■ Data records
•••

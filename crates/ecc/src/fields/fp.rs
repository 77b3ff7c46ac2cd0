use std::cmp::Ordering;
use std::fmt;
use std::hash::{Hash, Hasher};
use std::marker::PhantomData;
use std::ops::{Add, AddAssign, Mul, MulAssign, Neg, Sub, SubAssign};

use rand::Rng;

use kanga_numeric::{Limb, Uint};

use crate::error::FieldError;
use crate::fields::params::{FieldParams, GroupParams};

/// An element of the additive group modulo `P::MODULUS` and, when `P` also
/// supplies Montgomery constants, of the prime field.
///
/// The value is kept fully reduced to `[0, M)` by every operation, so limb
/// comparison is value comparison. Field multiplication expects both
/// operands in Montgomery form; conversion in and out is explicit via
/// [`to_montgomery`](Self::to_montgomery) and
/// [`from_montgomery`](Self::from_montgomery).
pub struct Fp<P: GroupParams<N>, const N: usize> {
    uint: Uint<P::Limb, N>,
    _params: PhantomData<P>,
}

impl<P: GroupParams<N>, const N: usize> Clone for Fp<P, N> {
    #[inline]
    fn clone(&self) -> Self {
        *self
    }
}

impl<P: GroupParams<N>, const N: usize> Copy for Fp<P, N> {}

impl<P: GroupParams<N>, const N: usize> PartialEq for Fp<P, N> {
    #[inline]
    fn eq(&self, rhs: &Self) -> bool {
        self.uint == rhs.uint
    }
}

impl<P: GroupParams<N>, const N: usize> Eq for Fp<P, N> {}

impl<P: GroupParams<N>, const N: usize> Ord for Fp<P, N> {
    #[inline]
    fn cmp(&self, rhs: &Self) -> Ordering {
        self.uint.cmp(&rhs.uint)
    }
}

impl<P: GroupParams<N>, const N: usize> PartialOrd for Fp<P, N> {
    #[inline]
    fn partial_cmp(&self, rhs: &Self) -> Option<Ordering> {
        Some(self.cmp(rhs))
    }
}

impl<P: GroupParams<N>, const N: usize> Hash for Fp<P, N> {
    fn hash<H: Hasher>(&self, state: &mut H) {
        self.uint.hash(state);
    }
}

impl<P: GroupParams<N>, const N: usize> Default for Fp<P, N> {
    fn default() -> Self {
        Self::zero()
    }
}

impl<P: GroupParams<N>, const N: usize> fmt::Debug for Fp<P, N> {
    fn fmt(&self, f: &mut fmt::Formatter<'_>) -> fmt::Result {
        write!(f, "Fp({:?})", self.uint)
    }
}

// ---------------------------------------------------------------------------
// Add-group operations
// ---------------------------------------------------------------------------

impl<P: GroupParams<N>, const N: usize> Fp<P, N> {
    #[inline]
    const fn wrap(uint: Uint<P::Limb, N>) -> Self {
        Self { uint, _params: PhantomData }
    }

    /// The modulus as a plain integer.
    #[inline]
    pub fn modulus() -> Uint<P::Limb, N> {
        Uint::new(P::MODULUS)
    }

    #[inline]
    pub fn zero() -> Self {
        Self::wrap(Uint::zero())
    }

    /// Wrap a reduced value. The value must already be below the modulus.
    pub fn new(uint: Uint<P::Limb, N>) -> Self {
        debug_assert!(uint < Self::modulus(), "value not reduced");
        debug_assert_eq!(
            P::HAS_SPARE_BIT,
            !Self::modulus().bit(Uint::<P::Limb, N>::BITS - 1),
            "HAS_SPARE_BIT contradicts the modulus"
        );
        Self::wrap(uint)
    }

    /// Construct from limbs spelled most-significant first.
    pub fn from_be(limbs: [P::Limb; N]) -> Self {
        Self::new(Uint::from_be(limbs))
    }

    /// Construct from a small integer; must be below the modulus.
    pub fn from_u64(v: u64) -> Self {
        Self::new(Uint::from_u64(v))
    }

    /// The value `2^e`; must be below the modulus.
    pub fn pow2(e: u32) -> Self {
        let mut uint = Uint::zero();
        uint.set_pow2(e);
        Self::new(uint)
    }

    #[inline]
    pub fn as_uint(&self) -> &Uint<P::Limb, N> {
        &self.uint
    }

    #[inline]
    pub fn into_uint(self) -> Uint<P::Limb, N> {
        self.uint
    }

    #[inline]
    pub fn is_zero(&self) -> bool {
        self.uint.is_zero()
    }

    #[inline]
    pub fn bit_length(&self) -> u32 {
        self.uint.bit_length()
    }

    /// `(self + rhs) mod M`.
    pub fn add(&self, rhs: &Self) -> Self {
        let modulus = Self::modulus();
        let (mut sum, carry) = self.uint.carrying_add(&rhs.uint);
        if (!P::HAS_SPARE_BIT && carry) || sum >= modulus {
            sum.sub_assign_borrow(&modulus);
        }
        Self::wrap(sum)
    }

    /// `(self − rhs) mod M`.
    pub fn sub(&self, rhs: &Self) -> Self {
        let (mut diff, borrow) = self.uint.borrowing_sub(&rhs.uint);
        if borrow {
            diff.add_assign_carry(&Self::modulus());
        }
        Self::wrap(diff)
    }

    /// `−self mod M`.
    pub fn negate(&self) -> Self {
        if self.is_zero() {
            return Self::zero();
        }
        let (diff, borrow) = Self::modulus().borrowing_sub(&self.uint);
        debug_assert!(!borrow);
        Self::wrap(diff)
    }

    /// `self · 2^K mod M`, one shift-and-reduce step per bit.
    ///
    /// With a spare top bit the shifted-out carry cannot occur and the check
    /// folds away; otherwise the carry participates in the reduction test.
    pub fn mul_pow2<const K: u32>(&mut self) {
        let modulus = Self::modulus();
        for _ in 0..K {
            let carry = self.uint.shl1();
            if (!P::HAS_SPARE_BIT && carry) || self.uint >= modulus {
                self.uint.sub_assign_borrow(&modulus);
            }
        }
    }

    /// Double in place; same as `mul_pow2::<1>`.
    #[inline]
    pub fn double_in_place(&mut self) {
        self.mul_pow2::<1>();
    }
}

// ---------------------------------------------------------------------------
// Sampling
// ---------------------------------------------------------------------------

impl<P: GroupParams<N>, const N: usize> Fp<P, N> {
    /// A uniformly random element of `[0, M)`.
    pub fn sample<R: Rng + ?Sized>(rng: &mut R) -> Self {
        Self::wrap(Uint::sample_below(&Self::modulus(), rng))
    }

    /// A uniformly random element of `[1, M)`.
    pub fn sample_non_zero<R: Rng + ?Sized>(rng: &mut R) -> Self {
        loop {
            let candidate = Self::sample(rng);
            if !candidate.is_zero() {
                return candidate;
            }
        }
    }

    /// A uniformly random element of `[0, upper)`.
    pub fn sample_below<R: Rng + ?Sized>(upper: &Self, rng: &mut R) -> Self {
        Self::wrap(Uint::sample_below(&upper.uint, rng))
    }

    /// A uniformly random element of `[0, upper]`.
    pub fn sample_below_inclusive<R: Rng + ?Sized>(upper: &Self, rng: &mut R) -> Self {
        Self::wrap(Uint::sample_below_inclusive(&upper.uint, rng))
    }

    /// A uniformly random element of `[lower, upper)`.
    pub fn sample_range<R: Rng + ?Sized>(lower: &Self, upper: &Self, rng: &mut R) -> Self {
        Self::wrap(Uint::sample_range(&lower.uint, &upper.uint, rng))
    }

    /// A uniformly random element of `[lower, upper]`.
    pub fn sample_range_inclusive<R: Rng + ?Sized>(
        lower: &Self,
        upper: &Self,
        rng: &mut R,
    ) -> Self {
        Self::wrap(Uint::sample_range_inclusive(&lower.uint, &upper.uint, rng))
    }
}

// ---------------------------------------------------------------------------
// Montgomery field operations
// ---------------------------------------------------------------------------

impl<P: FieldParams<N>, const N: usize> Fp<P, N> {
    /// One in Montgomery form.
    #[inline]
    pub fn one() -> Self {
        Self::new(Uint::new(P::ONE_R))
    }

    /// Montgomery multiplication: `self · rhs · R⁻¹ mod M`, interleaved
    /// multiply-reduce (CIOS). For operands below `M` the result is below
    /// `M`.
    pub fn mont_mul(&self, rhs: &Self) -> Self {
        let m = P::MODULUS;
        debug_assert!(
            m[0] & P::Limb::ONE == P::Limb::ONE,
            "Montgomery arithmetic requires an odd modulus"
        );
        let mut t = [P::Limb::ZERO; N];
        let mut t_hi = P::Limb::ZERO;
        let mut t_top = P::Limb::ZERO;

        for i in 0..N {
            let a_i = self.uint.limbs[i];

            let mut carry = P::Limb::ZERO;
            for j in 0..N {
                let (lo, hi) = t[j].mac(a_i, rhs.uint.limbs[j], carry);
                t[j] = lo;
                carry = hi;
            }
            let (lo, overflow) = t_hi.adc(carry, false);
            t_hi = lo;
            t_top = if overflow { P::Limb::ONE } else { P::Limb::ZERO };

            let q = t[0].wrapping_mul(P::NEG_INV);
            let (_, mut carry) = t[0].mac(q, m[0], P::Limb::ZERO);
            for j in 1..N {
                let (lo, hi) = t[j].mac(q, m[j], carry);
                t[j - 1] = lo;
                carry = hi;
            }
            let (lo, overflow) = t_hi.adc(carry, false);
            t[N - 1] = lo;
            t_hi = if overflow { t_top.adc(P::Limb::ONE, false).0 } else { t_top };
        }

        let mut out = Uint::new(t);
        let modulus = Self::modulus();
        if t_hi != P::Limb::ZERO || out >= modulus {
            out.sub_assign_borrow(&modulus);
        }
        Self::wrap(out)
    }

    /// Montgomery squaring.
    #[inline]
    pub fn sqr(&self) -> Self {
        self.mont_mul(self)
    }

    /// `self · R mod M`.
    pub fn to_montgomery(&self) -> Self {
        self.mont_mul(&Self::new(Uint::new(P::R_SQUARED)))
    }

    /// `self · R⁻¹ mod M`.
    pub fn from_montgomery(&self) -> Self {
        self.mont_mul(&Self::wrap(Uint::one()))
    }

    /// Square-and-multiply exponentiation, most significant bit first.
    /// `pow(b, 0)` is one in Montgomery form; `pow(b, 1)` is `b`.
    pub fn pow(&self, exp: &Uint<P::Limb, N>) -> Self {
        if exp.is_zero() {
            return Self::one();
        }
        if self.is_zero() {
            return Self::zero();
        }
        let mut acc = *self;
        for i in (0..exp.bit_length() - 1).rev() {
            acc = acc.sqr();
            if exp.bit(i) {
                acc = acc.mont_mul(self);
            }
        }
        acc
    }

    /// Exponentiation by a small exponent.
    pub fn pow_u64(&self, exp: u64) -> Self {
        if exp == 0 {
            return Self::one();
        }
        if self.is_zero() {
            return Self::zero();
        }
        let mut acc = *self;
        for i in (0..63 - exp.leading_zeros()).rev() {
            acc = acc.sqr();
            if (exp >> i) & 1 == 1 {
                acc = acc.mont_mul(self);
            }
        }
        acc
    }

    /// Montgomery inversion via Kaliski's almost-inverse:
    /// `inv(a·R) = a⁻¹·R`.
    ///
    /// Phase 1 computes `(a·R)⁻¹ · 2^k mod M` for some `k ∈ [n, 2·N·W]`;
    /// the intermediate `r` and `s` stay below `2M`, which can exceed the
    /// limb width for full-width moduli, so each carries an explicit
    /// overflow bit. Phase 2 multiplies by `2^(2·N·W − k)` through modular
    /// doubling.
    pub fn inv(&self) -> Result<Self, FieldError> {
        if self.is_zero() {
            return Err(FieldError::UndefinedInverse);
        }
        let modulus = Self::modulus();
        let full_width = 2 * Uint::<P::Limb, N>::BITS;

        let mut u = modulus;
        let mut v = self.uint;
        let mut r = Uint::zero();
        let mut r_hi = false;
        let mut s = Uint::one();
        let mut s_hi = false;
        let mut k = 0u32;

        while !v.is_zero() {
            if !u.bit(0) {
                u.shr1();
                debug_assert!(!s_hi);
                s_hi = s.shl1();
            } else if !v.bit(0) {
                v.shr1();
                debug_assert!(!r_hi);
                r_hi = r.shl1();
            } else if u > v {
                u.sub_assign_borrow(&v);
                u.shr1();
                let carry = r.add_assign_carry(&s);
                let hi = r_hi as u8 + s_hi as u8 + carry as u8;
                debug_assert!(hi <= 1);
                r_hi = hi == 1;
                debug_assert!(!s_hi);
                s_hi = s.shl1();
            } else {
                v.sub_assign_borrow(&u);
                v.shr1();
                let carry = s.add_assign_carry(&r);
                let hi = s_hi as u8 + r_hi as u8 + carry as u8;
                debug_assert!(hi <= 1);
                s_hi = hi == 1;
                debug_assert!(!r_hi);
                r_hi = r.shl1();
            }
            k += 1;
        }
        debug_assert!(u == Uint::one(), "input not coprime with the modulus");
        debug_assert!(k <= full_width);

        if r_hi || r >= modulus {
            let borrow = r.sub_assign_borrow(&modulus);
            debug_assert_eq!(borrow, r_hi);
        }
        debug_assert!(!r.is_zero());
        let (diff, borrow) = modulus.borrowing_sub(&r);
        debug_assert!(!borrow);

        let mut out = Self::wrap(diff);
        for _ in 0..full_width - k {
            out.double_in_place();
        }
        Ok(out)
    }

    /// Modular square root of a Montgomery-form element.
    ///
    /// Returns `(true, r)` with `r² = self` for residues and `(false, 0)`
    /// otherwise. When `M ≡ 3 (mod 4)` the root is a single exponentiation;
    /// the general Tonelli–Shanks branch draws non-residue candidates from
    /// `rng`.
    pub fn sqrt<R: Rng + ?Sized>(&self, rng: &mut R) -> (bool, Self) {
        if self.is_zero() {
            return (true, Self::zero());
        }
        let modulus = Self::modulus();

        if modulus.bit(0) && modulus.bit(1) {
            let mut exp = modulus;
            exp.shr1();
            exp.shr1();
            let carry = exp.add_assign_carry(&Uint::one());
            debug_assert!(!carry);
            let root = self.pow(&exp);
            return if root.sqr() == *self {
                (true, root)
            } else {
                (false, Self::zero())
            };
        }

        let mut half = modulus;
        half.shr1();
        if self.pow(&half) != Self::one() {
            return (false, Self::zero());
        }

        // M − 1 = Q · 2^S with Q odd
        let mut q = modulus;
        q.sub_assign_borrow(&Uint::one());
        let mut s = 0u32;
        while !q.bit(0) {
            q.shr1();
            s += 1;
        }

        let neg_one = Self::one().negate();
        let z = loop {
            let candidate = Self::sample_non_zero(rng).to_montgomery();
            if candidate.pow(&half) == neg_one {
                break candidate;
            }
        };

        let mut m = s;
        let mut c = z.pow(&q);
        let mut t = self.pow(&q);
        let mut r = {
            let mut exp = q;
            exp.shr1();
            let carry = exp.add_assign_carry(&Uint::one());
            debug_assert!(!carry);
            self.pow(&exp)
        };

        loop {
            if t == Self::one() {
                return (true, r);
            }
            let mut i = 1u32;
            let mut probe = t.sqr();
            while probe != Self::one() {
                probe = probe.sqr();
                i += 1;
                if i >= m {
                    return (false, Self::zero());
                }
            }
            let mut b = c;
            for _ in 0..m - i - 1 {
                b = b.sqr();
            }
            m = i;
            c = b.sqr();
            t = t.mont_mul(&c);
            r = r.mont_mul(&b);
        }
    }
}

•••

■ About this task
Give back exactly the lines above, from the line containing "pub fn inv(&self)" through the line containing "let hi = s_hi", with both end lines and nothing more.

■ Result
    pub fn inv(&self) -> Result<Self, FieldError> {
        if self.is_zero() {
            return Err(FieldError::UndefinedInverse);
        }
        let modulus = Self::modulus();
        let full_width = 2 * Uint::<P::Limb, N>::BITS;

        let mut u = modulus;
        let mut v = self.uint;
        let mut r = Uint::zero();
        let mut r_hi = false;
        let mut s = Uint::one();
        let mut s_hi = false;
        let mut k = 0u32;

        while !v.is_zero() {
            if !u.bit(0) {
                u.shr1();
                debug_assert!(!s_hi);
                s_hi = s.shl1();
            } else if !v.bit(0) {
                v.shr1();
                debug_assert!(!r_hi);
                r_hi = r.shl1();
            } else if u > v {
                u.sub_assign_borrow(&v);
                u.shr1();
                let carry = r.add_assign_carry(&s);
                let hi = r_hi as u8 + s_hi as u8 + carry as u8;
                debug_assert!(hi <= 1);
                r_hi = hi == 1;
                debug_assert!(!s_hi);
                s_hi = s.shl1();
            } else {
                v.sub_assign_borrow(&u);
                v.shr1();
                let carry = s.add_assign_carry(&r);
                let hi = s_hi as u8 + r_hi as u8 + carry as u8;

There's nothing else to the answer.